** Input data **
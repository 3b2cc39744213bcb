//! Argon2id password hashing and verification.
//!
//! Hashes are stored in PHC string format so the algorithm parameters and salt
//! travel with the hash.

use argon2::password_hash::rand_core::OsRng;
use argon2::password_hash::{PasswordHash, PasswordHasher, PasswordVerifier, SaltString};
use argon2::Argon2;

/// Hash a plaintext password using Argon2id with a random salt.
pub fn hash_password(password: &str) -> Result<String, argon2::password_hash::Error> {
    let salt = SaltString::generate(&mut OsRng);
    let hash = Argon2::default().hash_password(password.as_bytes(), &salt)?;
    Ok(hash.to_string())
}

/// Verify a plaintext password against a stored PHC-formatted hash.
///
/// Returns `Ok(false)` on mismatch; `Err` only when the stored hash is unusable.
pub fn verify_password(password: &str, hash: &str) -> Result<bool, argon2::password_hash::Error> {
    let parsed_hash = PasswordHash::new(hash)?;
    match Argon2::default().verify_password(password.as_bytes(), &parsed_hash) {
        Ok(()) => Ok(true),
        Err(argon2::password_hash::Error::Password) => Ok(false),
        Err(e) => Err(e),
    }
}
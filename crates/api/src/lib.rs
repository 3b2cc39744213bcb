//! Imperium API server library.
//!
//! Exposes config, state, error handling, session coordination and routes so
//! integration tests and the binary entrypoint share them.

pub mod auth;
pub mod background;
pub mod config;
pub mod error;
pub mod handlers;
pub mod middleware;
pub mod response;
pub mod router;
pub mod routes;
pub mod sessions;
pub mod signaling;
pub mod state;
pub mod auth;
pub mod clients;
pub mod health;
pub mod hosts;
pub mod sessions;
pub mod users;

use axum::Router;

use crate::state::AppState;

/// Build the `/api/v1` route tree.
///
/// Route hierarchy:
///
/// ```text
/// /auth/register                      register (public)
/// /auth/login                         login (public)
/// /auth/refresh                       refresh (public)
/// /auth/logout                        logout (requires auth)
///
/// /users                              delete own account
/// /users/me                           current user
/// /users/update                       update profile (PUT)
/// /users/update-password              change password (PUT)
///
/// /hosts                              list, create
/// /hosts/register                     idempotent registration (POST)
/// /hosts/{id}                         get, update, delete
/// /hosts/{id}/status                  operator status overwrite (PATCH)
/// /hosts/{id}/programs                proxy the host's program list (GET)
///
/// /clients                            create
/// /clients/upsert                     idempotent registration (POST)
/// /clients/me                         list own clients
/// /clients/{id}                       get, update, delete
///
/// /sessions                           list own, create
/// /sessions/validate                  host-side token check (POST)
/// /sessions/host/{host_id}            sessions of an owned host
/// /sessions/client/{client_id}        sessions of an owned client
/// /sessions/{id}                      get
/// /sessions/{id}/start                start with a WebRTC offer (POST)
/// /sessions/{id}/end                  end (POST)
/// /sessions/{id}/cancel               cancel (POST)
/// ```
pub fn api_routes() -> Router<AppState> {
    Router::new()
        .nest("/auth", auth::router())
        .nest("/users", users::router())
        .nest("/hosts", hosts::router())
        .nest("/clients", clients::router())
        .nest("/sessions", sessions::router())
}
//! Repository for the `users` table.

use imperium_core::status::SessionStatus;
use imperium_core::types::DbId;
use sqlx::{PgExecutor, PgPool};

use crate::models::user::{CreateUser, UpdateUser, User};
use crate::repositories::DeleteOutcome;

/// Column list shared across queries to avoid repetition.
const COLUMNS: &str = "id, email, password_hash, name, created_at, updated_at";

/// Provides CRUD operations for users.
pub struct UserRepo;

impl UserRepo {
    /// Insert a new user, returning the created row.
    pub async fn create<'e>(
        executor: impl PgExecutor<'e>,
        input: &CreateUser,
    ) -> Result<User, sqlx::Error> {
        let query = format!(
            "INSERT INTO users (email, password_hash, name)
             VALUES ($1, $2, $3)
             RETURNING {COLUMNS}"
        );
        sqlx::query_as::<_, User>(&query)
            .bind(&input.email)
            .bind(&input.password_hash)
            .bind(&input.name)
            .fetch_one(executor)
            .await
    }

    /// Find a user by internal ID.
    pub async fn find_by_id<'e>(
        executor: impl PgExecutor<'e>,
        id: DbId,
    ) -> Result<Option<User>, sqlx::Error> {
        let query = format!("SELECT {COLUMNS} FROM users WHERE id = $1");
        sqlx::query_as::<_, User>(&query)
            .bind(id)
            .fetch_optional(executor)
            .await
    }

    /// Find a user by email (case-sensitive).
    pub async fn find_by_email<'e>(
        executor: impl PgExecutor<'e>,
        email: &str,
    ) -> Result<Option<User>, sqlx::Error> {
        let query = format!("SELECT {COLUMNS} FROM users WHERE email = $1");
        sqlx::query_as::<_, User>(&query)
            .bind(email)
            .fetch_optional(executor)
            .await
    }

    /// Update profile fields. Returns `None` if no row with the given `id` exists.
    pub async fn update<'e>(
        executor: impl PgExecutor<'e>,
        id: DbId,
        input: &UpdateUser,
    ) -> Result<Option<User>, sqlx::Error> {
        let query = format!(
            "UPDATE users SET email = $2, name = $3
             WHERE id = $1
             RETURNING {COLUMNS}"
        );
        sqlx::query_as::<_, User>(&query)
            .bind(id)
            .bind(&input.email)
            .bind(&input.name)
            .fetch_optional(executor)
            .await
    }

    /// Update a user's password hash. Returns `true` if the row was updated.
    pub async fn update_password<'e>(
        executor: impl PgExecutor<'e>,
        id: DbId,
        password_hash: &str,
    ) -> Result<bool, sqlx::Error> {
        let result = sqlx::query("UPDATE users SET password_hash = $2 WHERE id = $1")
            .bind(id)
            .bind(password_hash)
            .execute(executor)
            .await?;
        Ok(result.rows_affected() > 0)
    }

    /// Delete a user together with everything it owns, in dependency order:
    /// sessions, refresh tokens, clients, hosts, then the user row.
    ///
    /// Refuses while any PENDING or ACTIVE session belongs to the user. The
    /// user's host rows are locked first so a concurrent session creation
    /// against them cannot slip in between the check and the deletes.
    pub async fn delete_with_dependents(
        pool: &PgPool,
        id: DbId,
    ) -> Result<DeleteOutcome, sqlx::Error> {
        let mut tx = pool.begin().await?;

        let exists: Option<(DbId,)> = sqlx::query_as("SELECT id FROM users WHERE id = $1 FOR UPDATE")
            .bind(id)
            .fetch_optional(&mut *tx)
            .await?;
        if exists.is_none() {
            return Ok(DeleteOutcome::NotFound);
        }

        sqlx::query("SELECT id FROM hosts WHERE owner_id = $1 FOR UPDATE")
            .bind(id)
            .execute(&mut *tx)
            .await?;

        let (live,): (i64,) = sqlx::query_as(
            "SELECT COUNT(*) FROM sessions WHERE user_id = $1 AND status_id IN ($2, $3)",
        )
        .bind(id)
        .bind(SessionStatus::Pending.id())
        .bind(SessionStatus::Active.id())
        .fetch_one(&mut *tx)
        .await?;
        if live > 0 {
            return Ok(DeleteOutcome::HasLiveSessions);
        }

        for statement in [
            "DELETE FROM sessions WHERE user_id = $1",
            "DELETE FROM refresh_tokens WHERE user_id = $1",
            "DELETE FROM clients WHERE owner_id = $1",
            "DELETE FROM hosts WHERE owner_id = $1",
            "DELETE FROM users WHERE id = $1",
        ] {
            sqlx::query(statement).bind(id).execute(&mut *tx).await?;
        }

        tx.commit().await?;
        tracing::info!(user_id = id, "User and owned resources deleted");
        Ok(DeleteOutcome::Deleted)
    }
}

* * *

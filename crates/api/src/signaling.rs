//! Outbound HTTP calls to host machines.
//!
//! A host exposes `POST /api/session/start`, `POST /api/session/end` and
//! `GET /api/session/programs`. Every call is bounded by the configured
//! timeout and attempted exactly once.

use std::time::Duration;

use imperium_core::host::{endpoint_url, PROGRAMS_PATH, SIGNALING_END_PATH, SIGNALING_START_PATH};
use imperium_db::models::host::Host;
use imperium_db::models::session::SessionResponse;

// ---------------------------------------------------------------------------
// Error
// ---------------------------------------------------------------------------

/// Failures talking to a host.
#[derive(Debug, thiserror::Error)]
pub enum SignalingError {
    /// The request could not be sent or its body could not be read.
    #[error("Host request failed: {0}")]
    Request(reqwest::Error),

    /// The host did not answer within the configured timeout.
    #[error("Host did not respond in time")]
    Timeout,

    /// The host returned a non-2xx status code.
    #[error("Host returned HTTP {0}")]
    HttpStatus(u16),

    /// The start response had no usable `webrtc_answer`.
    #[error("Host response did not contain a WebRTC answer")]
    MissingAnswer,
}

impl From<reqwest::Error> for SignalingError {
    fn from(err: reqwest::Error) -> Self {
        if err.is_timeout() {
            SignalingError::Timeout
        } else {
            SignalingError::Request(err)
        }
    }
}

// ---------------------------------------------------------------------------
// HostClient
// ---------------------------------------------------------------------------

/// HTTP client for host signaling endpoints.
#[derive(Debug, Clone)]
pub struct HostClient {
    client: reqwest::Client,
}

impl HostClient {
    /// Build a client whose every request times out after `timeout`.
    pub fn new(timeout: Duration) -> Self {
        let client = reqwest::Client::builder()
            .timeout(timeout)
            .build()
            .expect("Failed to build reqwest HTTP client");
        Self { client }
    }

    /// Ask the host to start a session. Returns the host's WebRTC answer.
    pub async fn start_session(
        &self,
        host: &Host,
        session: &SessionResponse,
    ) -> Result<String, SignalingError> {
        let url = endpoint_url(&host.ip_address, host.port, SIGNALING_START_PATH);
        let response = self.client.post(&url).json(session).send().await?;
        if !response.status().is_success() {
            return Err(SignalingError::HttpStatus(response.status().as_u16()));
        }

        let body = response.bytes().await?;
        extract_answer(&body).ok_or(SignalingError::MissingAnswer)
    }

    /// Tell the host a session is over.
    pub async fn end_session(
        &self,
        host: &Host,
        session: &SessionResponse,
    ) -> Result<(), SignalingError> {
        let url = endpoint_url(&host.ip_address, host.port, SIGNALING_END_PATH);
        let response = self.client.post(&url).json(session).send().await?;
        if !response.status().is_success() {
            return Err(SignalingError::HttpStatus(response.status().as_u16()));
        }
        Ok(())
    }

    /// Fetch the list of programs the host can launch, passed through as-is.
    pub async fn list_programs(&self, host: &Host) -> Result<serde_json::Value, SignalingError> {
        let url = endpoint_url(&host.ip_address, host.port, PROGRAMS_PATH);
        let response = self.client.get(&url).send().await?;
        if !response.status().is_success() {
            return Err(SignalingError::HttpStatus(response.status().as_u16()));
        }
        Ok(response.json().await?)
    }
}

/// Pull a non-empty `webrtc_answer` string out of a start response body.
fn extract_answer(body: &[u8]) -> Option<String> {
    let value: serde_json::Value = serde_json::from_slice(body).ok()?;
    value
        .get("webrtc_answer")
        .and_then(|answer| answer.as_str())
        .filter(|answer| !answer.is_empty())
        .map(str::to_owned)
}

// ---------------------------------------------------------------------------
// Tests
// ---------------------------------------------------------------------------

* * *

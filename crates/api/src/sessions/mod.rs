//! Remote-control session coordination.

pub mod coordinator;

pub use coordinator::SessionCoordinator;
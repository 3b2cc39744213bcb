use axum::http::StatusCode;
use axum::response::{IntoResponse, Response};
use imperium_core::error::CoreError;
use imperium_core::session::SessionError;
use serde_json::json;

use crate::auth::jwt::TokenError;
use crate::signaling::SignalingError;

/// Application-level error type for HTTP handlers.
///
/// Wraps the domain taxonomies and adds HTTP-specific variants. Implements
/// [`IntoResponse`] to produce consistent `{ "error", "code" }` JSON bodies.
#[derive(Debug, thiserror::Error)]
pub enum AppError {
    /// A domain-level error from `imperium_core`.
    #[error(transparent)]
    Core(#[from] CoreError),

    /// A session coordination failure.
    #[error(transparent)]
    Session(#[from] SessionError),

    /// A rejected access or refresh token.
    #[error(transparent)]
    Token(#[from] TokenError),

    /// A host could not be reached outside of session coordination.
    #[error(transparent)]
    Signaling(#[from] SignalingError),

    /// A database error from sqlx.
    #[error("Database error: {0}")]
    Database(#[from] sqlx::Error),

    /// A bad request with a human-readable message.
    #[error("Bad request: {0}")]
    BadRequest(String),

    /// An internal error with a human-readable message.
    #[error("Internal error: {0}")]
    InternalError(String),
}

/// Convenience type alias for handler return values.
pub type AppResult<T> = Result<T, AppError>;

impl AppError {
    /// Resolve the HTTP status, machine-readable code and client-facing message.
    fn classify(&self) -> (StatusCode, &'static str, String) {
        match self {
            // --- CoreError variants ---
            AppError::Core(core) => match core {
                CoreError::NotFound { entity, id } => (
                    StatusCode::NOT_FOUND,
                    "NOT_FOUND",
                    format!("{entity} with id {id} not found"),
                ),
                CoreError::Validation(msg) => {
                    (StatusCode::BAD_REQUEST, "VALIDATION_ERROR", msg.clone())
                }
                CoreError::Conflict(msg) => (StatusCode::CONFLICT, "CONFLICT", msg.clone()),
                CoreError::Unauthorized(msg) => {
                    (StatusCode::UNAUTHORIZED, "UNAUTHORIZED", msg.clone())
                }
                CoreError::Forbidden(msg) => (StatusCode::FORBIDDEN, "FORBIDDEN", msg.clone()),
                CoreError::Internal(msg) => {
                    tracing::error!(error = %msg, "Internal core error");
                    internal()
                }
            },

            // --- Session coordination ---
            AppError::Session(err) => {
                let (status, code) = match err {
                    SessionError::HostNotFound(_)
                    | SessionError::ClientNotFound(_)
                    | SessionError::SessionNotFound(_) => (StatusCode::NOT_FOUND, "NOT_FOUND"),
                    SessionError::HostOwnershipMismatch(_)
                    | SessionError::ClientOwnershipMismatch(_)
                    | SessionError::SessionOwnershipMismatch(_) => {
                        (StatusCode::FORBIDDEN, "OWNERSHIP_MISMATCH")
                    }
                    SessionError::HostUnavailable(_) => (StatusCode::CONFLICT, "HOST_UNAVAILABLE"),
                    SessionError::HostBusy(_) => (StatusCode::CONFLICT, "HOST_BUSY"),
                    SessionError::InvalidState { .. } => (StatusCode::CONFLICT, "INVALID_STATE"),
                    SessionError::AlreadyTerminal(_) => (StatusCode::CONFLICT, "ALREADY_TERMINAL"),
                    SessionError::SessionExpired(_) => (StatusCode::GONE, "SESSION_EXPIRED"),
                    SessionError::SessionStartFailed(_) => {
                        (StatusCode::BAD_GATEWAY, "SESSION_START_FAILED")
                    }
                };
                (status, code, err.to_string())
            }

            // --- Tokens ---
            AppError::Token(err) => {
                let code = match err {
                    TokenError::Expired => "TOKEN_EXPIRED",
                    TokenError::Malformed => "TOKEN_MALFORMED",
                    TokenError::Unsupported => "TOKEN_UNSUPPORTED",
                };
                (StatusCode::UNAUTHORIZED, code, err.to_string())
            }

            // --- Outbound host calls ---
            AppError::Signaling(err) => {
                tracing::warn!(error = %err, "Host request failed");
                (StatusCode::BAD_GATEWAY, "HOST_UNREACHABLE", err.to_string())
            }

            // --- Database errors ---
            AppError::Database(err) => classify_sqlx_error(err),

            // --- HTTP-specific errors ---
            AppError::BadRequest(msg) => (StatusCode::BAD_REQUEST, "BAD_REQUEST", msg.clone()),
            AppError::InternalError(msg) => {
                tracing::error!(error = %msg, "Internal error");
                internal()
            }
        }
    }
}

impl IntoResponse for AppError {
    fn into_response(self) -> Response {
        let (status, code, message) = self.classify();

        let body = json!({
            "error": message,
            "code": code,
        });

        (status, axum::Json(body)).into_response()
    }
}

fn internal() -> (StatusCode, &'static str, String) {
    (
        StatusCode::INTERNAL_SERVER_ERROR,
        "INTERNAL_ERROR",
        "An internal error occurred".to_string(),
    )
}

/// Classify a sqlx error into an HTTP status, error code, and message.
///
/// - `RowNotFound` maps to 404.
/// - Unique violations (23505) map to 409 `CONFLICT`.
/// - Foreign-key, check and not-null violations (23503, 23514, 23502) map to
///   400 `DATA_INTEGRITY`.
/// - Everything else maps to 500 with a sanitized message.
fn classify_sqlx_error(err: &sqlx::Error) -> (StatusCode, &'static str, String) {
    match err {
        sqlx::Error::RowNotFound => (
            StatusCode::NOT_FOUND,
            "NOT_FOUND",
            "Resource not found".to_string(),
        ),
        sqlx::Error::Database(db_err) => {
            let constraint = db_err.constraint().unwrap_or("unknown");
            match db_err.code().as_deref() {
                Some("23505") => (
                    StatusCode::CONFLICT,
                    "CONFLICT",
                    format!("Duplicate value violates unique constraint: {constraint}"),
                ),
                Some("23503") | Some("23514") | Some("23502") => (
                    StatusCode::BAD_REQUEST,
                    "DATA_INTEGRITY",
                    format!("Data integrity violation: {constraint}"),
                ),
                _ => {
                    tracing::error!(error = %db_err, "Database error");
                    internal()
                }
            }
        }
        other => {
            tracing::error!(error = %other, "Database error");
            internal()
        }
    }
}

** What this task involves **
Search the data above for the word "bool". Copy each line it is in.

** Response area **
pub fn verify_password(password: &str, hash: &str) -> Result<bool, argon2::password_hash::Error> {
    ) -> Result<bool, sqlx::Error> {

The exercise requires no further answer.